Proverbs has several words of Wisdom for treatment of the poor. “If a person stops his ears to the cries of the poor, he too will cry out and not be answered” (21:13); “The one who oppresses the poor shows contempt for the One who made him, but the one who is generous to the needy honors (God)” (14:31); The one who despises his neighbor sins, but the one who is kind to the needy is blessed” (14:21). We cannot turn away from those in need.[1] But it made me think further about how we have been formed to think of this view of neighbor “privately” instead of “publicly”. Robert Lupton reflects on this in his book Theirs is the Kingdom:

Preserve and maintain. Conserve and protect. They are the words of an ethic that has served us well. Over time these values have subtly filtered into our theology. It is increasingly difficult to separate the values of capitalism from the values of the kingdom. Stewardship has become confused with insurance coverage, with certificates of deposit, and protective coverings for our stained glass. It is an offering, a tithe dropped into a plate to be used on ourselves and our buildings. Somewhere on the way to becoming rich we picked up the idea that preserving our property is preferable to expending it for people.
Why should it be so difficult to decide which is wiser: to open the church for the homeless to rest or to install an electronic alarm system to preserve its beauty?[2]

It is one of the greatest deceptions ever successfully foisted upon the church to think about the land in terms of private property. Then we have the audacity to say to the poor, “Pick yourself up by your bootstraps!
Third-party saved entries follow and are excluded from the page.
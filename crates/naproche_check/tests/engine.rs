//! End-to-end engine scenarios over the dummy and test provers.
//!
//! External ATPs are not assumed to be installed; every scenario that
//! needs a verdict uses an always-succeeding adapter, and one uses a
//! capturing adapter to inspect the axiom snapshots workers receive.

use std::sync::{Arc, Mutex};
use std::time::Duration;

use async_trait::async_trait;

use naproche_check::{
    Engine, EngineConfig, Prover, ProverOutcome, RecordingReporter, StepSource,
};
use naproche_language::{parse_block, Statement};
use naproche_logic::Formula;

fn statements(text: &str) -> Vec<Statement> {
    parse_block(text).expect("block parse")
}

fn engine_with(
    dir: &tempfile::TempDir,
    benchmark: bool,
    use_cache: bool,
    reporter: Arc<RecordingReporter>,
) -> Engine {
    let config = EngineConfig {
        base_path: dir.path().to_path_buf(),
        benchmark,
        use_cache,
        cache_path: dir.path().join("cache.db"),
    };
    Engine::new(config, reporter).expect("engine")
}

/// Adapter that records every obligation it is handed.
struct CapturingProver {
    calls: Arc<Mutex<Vec<CapturedCall>>>,
}

#[derive(Debug, Clone)]
struct CapturedCall {
    goal: String,
    axioms: Vec<String>,
}

#[async_trait]
impl Prover for CapturingProver {
    fn name(&self) -> &str {
        "capturing"
    }

    async fn prove(
        &self,
        axioms: &[(String, Formula)],
        conjecture: (&str, &Formula),
        _timeout: Duration,
    ) -> ProverOutcome {
        self.calls.lock().expect("calls lock").push(CapturedCall {
            goal: conjecture.1.to_string(),
            axioms: axioms.iter().map(|(_, f)| f.to_string()).collect(),
        });
        ProverOutcome {
            success: true,
            used_axioms: Some(axioms.iter().map(|(n, _)| n.clone()).collect()),
            output: String::new(),
            time_taken: Duration::ZERO,
        }
    }
}

/// Adapter with a fixed verdict and reported latency.
struct TimedProver {
    name: String,
    success: bool,
    time: Duration,
}

#[async_trait]
impl Prover for TimedProver {
    fn name(&self) -> &str {
        &self.name
    }

    async fn prove(
        &self,
        _axioms: &[(String, Formula)],
        _conjecture: (&str, &Formula),
        _timeout: Duration,
    ) -> ProverOutcome {
        ProverOutcome {
            success: self.success,
            used_axioms: None,
            output: String::new(),
            time_taken: self.time,
        }
    }
}

const TRIVIAL: &str = "\
\\begin{theorem}
$1 = 1$.
\\end{theorem}
\\begin{proof}
$1 = 1$.
\\end{proof}";

#[tokio::test]
async fn trivial_conjecture_verifies_and_is_cached_on_rerun() {
    let dir = tempfile::tempdir().expect("tempdir");
    let stmts = statements(TRIVIAL);

    let reporter = Arc::new(RecordingReporter::new());
    let mut engine = engine_with(&dir, false, true, reporter.clone());
    engine.provers_mut().set_active("dummy");
    engine.check(&stmts).await;

    let steps = reporter.recorded_steps();
    assert_eq!(steps.len(), 1);
    assert!(steps[0].success);
    assert_eq!(steps[0].source, StepSource::Prover);

    let reporter = Arc::new(RecordingReporter::new());
    let mut engine = engine_with(&dir, false, true, reporter.clone());
    engine.provers_mut().set_active("dummy");
    engine.check(&stmts).await;

    let steps = reporter.recorded_steps();
    assert_eq!(steps.len(), 1);
    assert!(steps[0].success);
    assert_eq!(steps[0].source, StepSource::Cached, "second run must hit the cache");
}

#[tokio::test]
async fn no_cache_runs_the_prover_every_time() {
    let dir = tempfile::tempdir().expect("tempdir");
    let stmts = statements(TRIVIAL);

    for _ in 0..2 {
        let reporter = Arc::new(RecordingReporter::new());
        let mut engine = engine_with(&dir, false, false, reporter.clone());
        engine.provers_mut().set_active("dummy");
        engine.check(&stmts).await;
        let steps = reporter.recorded_steps();
        assert_eq!(steps.len(), 1);
        assert_eq!(steps[0].source, StepSource::Prover);
    }
}

const CANTOR: &str = "\
\\begin{definition}
$F$ surjects onto $Y$ iff for all $z \\in Y$ there is $x \\in dom(F)$ such that $apply(F, x) = z$.
\\end{definition}
\\begin{theorem}[Cantor]
Let $M$ be a set.
No function of $M$ surjects onto the powerset of $M$.
\\end{theorem}
\\begin{proof}
Assume the contrary.
Take a surjective function $f$ from $M$ to the powerset of $M$.
Define $N = \\class{z \\in M | z \\notin f(z)}$.
Consider $z \\in M$ such that $f(z) = N$.
Then $z \\in N$ iff $z \\notin f(z)$.
Contradiction.
qed.
\\end{proof}";

#[tokio::test]
async fn cantor_proof_submits_contradiction_obligation() {
    let dir = tempfile::tempdir().expect("tempdir");
    let calls = Arc::new(Mutex::new(Vec::new()));
    let reporter = Arc::new(RecordingReporter::new());
    let mut engine = engine_with(&dir, false, false, reporter.clone());
    engine.provers_mut().register(Arc::new(CapturingProver {
        calls: calls.clone(),
    }));
    engine.provers_mut().set_active("capturing");
    engine.check(&statements(CANTOR)).await;

    assert!(
        reporter.recorded_errors().is_empty(),
        "no translation errors expected: {:?}",
        reporter.recorded_errors()
    );
    let steps = reporter.recorded_steps();
    assert_eq!(steps.len(), 2, "iff step and contradiction: {:?}", steps);
    assert!(steps.iter().all(|s| s.success));
    assert_eq!(steps[1].description, "Contradiction");

    let calls = calls.lock().expect("calls lock");
    let contradiction = calls
        .iter()
        .find(|c| c.goal == "false")
        .expect("contradiction obligation");
    assert!(
        contradiction
            .axioms
            .iter()
            .any(|a| a.contains("surjective_function_from_to")),
        "witness assumption must reach the prover: {:?}",
        contradiction.axioms
    );
    assert!(
        contradiction.axioms.iter().any(|a| a.starts_with("~(")),
        "negated goal from 'Assume the contrary' must be present"
    );
}

const CASES: &str = "\
\\begin{theorem}
$1 = 1$.
\\end{theorem}
\\begin{proof}
Case $p = 1$.
$2 = 2$.
End.
Case $q = 1$.
$3 = 3$.
End.
qed.
\\end{proof}";

#[tokio::test]
async fn case_scopes_do_not_leak_between_cases() {
    let dir = tempfile::tempdir().expect("tempdir");
    let calls = Arc::new(Mutex::new(Vec::new()));
    let reporter = Arc::new(RecordingReporter::new());
    let mut engine = engine_with(&dir, false, false, reporter.clone());
    engine.provers_mut().register(Arc::new(CapturingProver {
        calls: calls.clone(),
    }));
    engine.provers_mut().set_active("capturing");
    engine.check(&statements(CASES)).await;

    let calls = calls.lock().expect("calls lock");
    assert_eq!(calls.len(), 2);

    let first = calls.iter().find(|c| c.goal == "'2' = '2'").expect("case 1");
    assert!(first.axioms.iter().any(|a| a == "p = '1'"));
    assert!(
        !first.axioms.iter().any(|a| a == "q = '1'"),
        "case 2 assumption must not be visible in case 1"
    );

    let second = calls.iter().find(|c| c.goal == "'3' = '3'").expect("case 2");
    assert!(second.axioms.iter().any(|a| a == "q = '1'"));
    assert!(
        !second.axioms.iter().any(|a| a == "p = '1'"),
        "case 1 assumption must not leak into case 2"
    );
    assert!(
        !second.axioms.iter().any(|a| a == "'2' = '2'"),
        "case 1 steps must not leak into case 2"
    );
}

#[tokio::test]
async fn benchmark_mode_reports_timings_for_all_provers() {
    let dir = tempfile::tempdir().expect("tempdir");
    let reporter = Arc::new(RecordingReporter::new());
    let mut engine = engine_with(&dir, true, false, reporter.clone());
    engine.provers_mut().clear();
    engine.provers_mut().register(Arc::new(TimedProver {
        name: "fast".to_string(),
        success: true,
        time: Duration::from_millis(10),
    }));
    engine.provers_mut().register(Arc::new(TimedProver {
        name: "slow".to_string(),
        success: true,
        time: Duration::from_millis(500),
    }));
    engine.check(&statements(TRIVIAL)).await;

    let steps = reporter.recorded_steps();
    assert_eq!(steps.len(), 1);
    assert!(steps[0].success, "any prover succeeding counts as success");
    let info = steps[0].benchmark.as_ref().expect("benchmark info");
    assert!(info.contains_key("fast"));
    assert!(info.contains_key("slow"));
    assert_eq!(
        naproche_check::report::fastest_success(info),
        Some("fast"),
        "the faster successful prover must be suggested"
    );
}

#[tokio::test]
async fn untranslatable_step_is_reported_and_skipped() {
    let dir = tempfile::tempdir().expect("tempdir");
    let text = "\
\\begin{theorem}
$1 = 1$.
\\end{theorem}
\\begin{proof}
Colorless green ideas sleep furiously.
$1 = 1$.
\\end{proof}";
    let reporter = Arc::new(RecordingReporter::new());
    let mut engine = engine_with(&dir, false, false, reporter.clone());
    engine.provers_mut().set_active("dummy");
    engine.check(&statements(text)).await;

    let errors = reporter.recorded_errors();
    assert_eq!(errors.len(), 1);
    assert!(errors[0].contains("Could not translate"));

    let steps = reporter.recorded_steps();
    assert_eq!(steps.len(), 1, "the remaining step still runs");
    assert!(steps[0].success);
}

#[tokio::test]
async fn directives_adjust_engine_state() {
    let dir = tempfile::tempdir().expect("tempdir");
    let text = "\
[prover dummy]
[timelimit 42]
[unknowndirective whatever]
\\begin{theorem}
$1 = 1$.
\\end{theorem}";
    let reporter = Arc::new(RecordingReporter::new());
    let mut engine = engine_with(&dir, false, false, reporter.clone());
    engine.check(&statements(text)).await;

    assert_eq!(engine.timeout(), Duration::from_secs(42));
    let logs = reporter.logs.lock().expect("logs").clone();
    assert!(logs.iter().any(|l| l.contains("Switching prover to: dummy")));
    assert!(logs.iter().any(|l| l.contains("unknown directive")));
}

#[tokio::test]
async fn included_files_contribute_axioms_and_theorem_imports() {
    let dir = tempfile::tempdir().expect("tempdir");
    let lib = "\
\\begin{forthel}
\\begin{axiom}
Every set is a class.
\\end{axiom}
\\begin{theorem}
$1 = 1$.
\\end{theorem}
\\begin{proof}
$1 = 1$.
\\end{proof}
\\end{forthel}";
    std::fs::create_dir_all(dir.path().join("math")).expect("mkdir");
    std::fs::write(dir.path().join("math").join("lib.ftl.tex"), lib).expect("write lib");

    let reporter = Arc::new(RecordingReporter::new());
    let mut engine = engine_with(&dir, false, false, reporter.clone());
    engine.provers_mut().set_active("dummy");
    let before = engine.axioms().len();
    engine.check(&statements("[read lib.ftl.tex]\n[read lib.ftl.tex]")).await;

    assert_eq!(
        engine.axioms().len(),
        before + 2,
        "one axiom and one imported theorem, loaded once"
    );
    assert!(
        reporter.recorded_steps().is_empty(),
        "proofs in included files are skipped"
    );
    for (name, formula) in engine.axioms() {
        assert!(
            formula.free_vars().is_empty(),
            "axiom {} must be closed, got {}",
            name,
            formula
        );
    }
}

#[tokio::test]
async fn missing_include_is_reported_and_skipped() {
    let dir = tempfile::tempdir().expect("tempdir");
    let reporter = Arc::new(RecordingReporter::new());
    let mut engine = engine_with(&dir, false, false, reporter.clone());
    engine.check(&statements("[read nothere.ftl.tex]")).await;
    let logs = reporter.logs.lock().expect("logs").clone();
    assert!(logs.iter().any(|l| l.contains("Included file not found")));
}

#[tokio::test]
async fn macro_expansion_matches_direct_math_end_to_end() {
    let dir = tempfile::tempdir().expect("tempdir");
    let via_macro = "\
Let the board stand for $B$.
The board has no covering.";
    let reporter = Arc::new(RecordingReporter::new());
    let mut engine = engine_with(&dir, false, false, reporter.clone());
    let base = engine.axioms().len();
    engine.check(&statements(via_macro)).await;
    let macro_axiom = engine.axioms()[base..].to_vec();

    let reporter = Arc::new(RecordingReporter::new());
    let mut engine = engine_with(&dir, false, false, reporter);
    let base = engine.axioms().len();
    engine.check(&statements("$B$ has no covering.")).await;
    let direct_axiom = engine.axioms()[base..].to_vec();

    assert_eq!(macro_axiom.len(), 1);
    assert_eq!(macro_axiom[0].1, direct_axiom[0].1);
}

#[tokio::test]
async fn goal_decomposition_moves_antecedents_into_proof_context() {
    let dir = tempfile::tempdir().expect("tempdir");
    let text = "\
\\begin{theorem}
If $p = 1$ then $q = 1$.
\\end{theorem}
\\begin{proof}
$q = 1$.
\\end{proof}";
    let calls = Arc::new(Mutex::new(Vec::new()));
    let reporter = Arc::new(RecordingReporter::new());
    let mut engine = engine_with(&dir, false, false, reporter);
    engine.provers_mut().register(Arc::new(CapturingProver {
        calls: calls.clone(),
    }));
    engine.provers_mut().set_active("capturing");
    engine.check(&statements(text)).await;

    let calls = calls.lock().expect("calls lock");
    assert_eq!(calls.len(), 1);
    assert!(
        calls[0].axioms.iter().any(|a| a == "p = '1'"),
        "the implication antecedent must be available as an assumption: {:?}",
        calls[0].axioms
    );
}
Work hard!”, all the while upholding a system that keeps them in their place. Howard Thurman has his own proverb for this in his book Jesus and the Disinherited, “It ill behooves the man who is not forced to live in a ghetto to tell those who must how to transcend its limitations.”[3] When we open our eyes to see the wise words in Proverbs outside of the systems we inhabit, it calls us to radical living for others.

One of the most profound shifts in my theology occurred when someone gave me permission to think of God as Mother. It opened new ways of seeing the divine. Naomi Franklin in her essay in The Africana Bible rightly points out that Lady Wisdom is part of God, and has built her house on seven pillars, all feminine: instruction, understanding, knowledge, shrewdness, prudence/sound judgment, skill, and a saying.[4] God is our Mother guiding us in these pillars of Wisdom.

What would the church look like if it embraced these views of the poor and the divine? I would like to think it would have far less toxic theology, abuse, neglect, and fear. I know communities that inhabit these traits, and I am thankful for them, but we need a wholesale reformation. Lord, in your mercy, hear this prayer.


[1] Elaine A. Phillips, An Introduction to Reading Biblical Wisdom Texts (Peabody, Massachusetts: Hendrickson Publishers, Inc., 2017), 118.

[2] Robert D. Lupton, Theirs Is the Kingdom: Celebrating the Gospel in Urban America, 1st edition (San Francisco: HarperOne, 2011), 9.

[3] Howard Thurman and Vincent Harding, Jesus and the Disinherited, Reprint edition (Boston, MA: Beacon Press, 1996), 45.

[4] Crystal Downing and Rodney S. Sadler Jr, The Africana Bible: Reading Israel’s Scriptures from Africa and the African Diaspora (Minneapolis, Minn: Fortress Press, 2009), 245.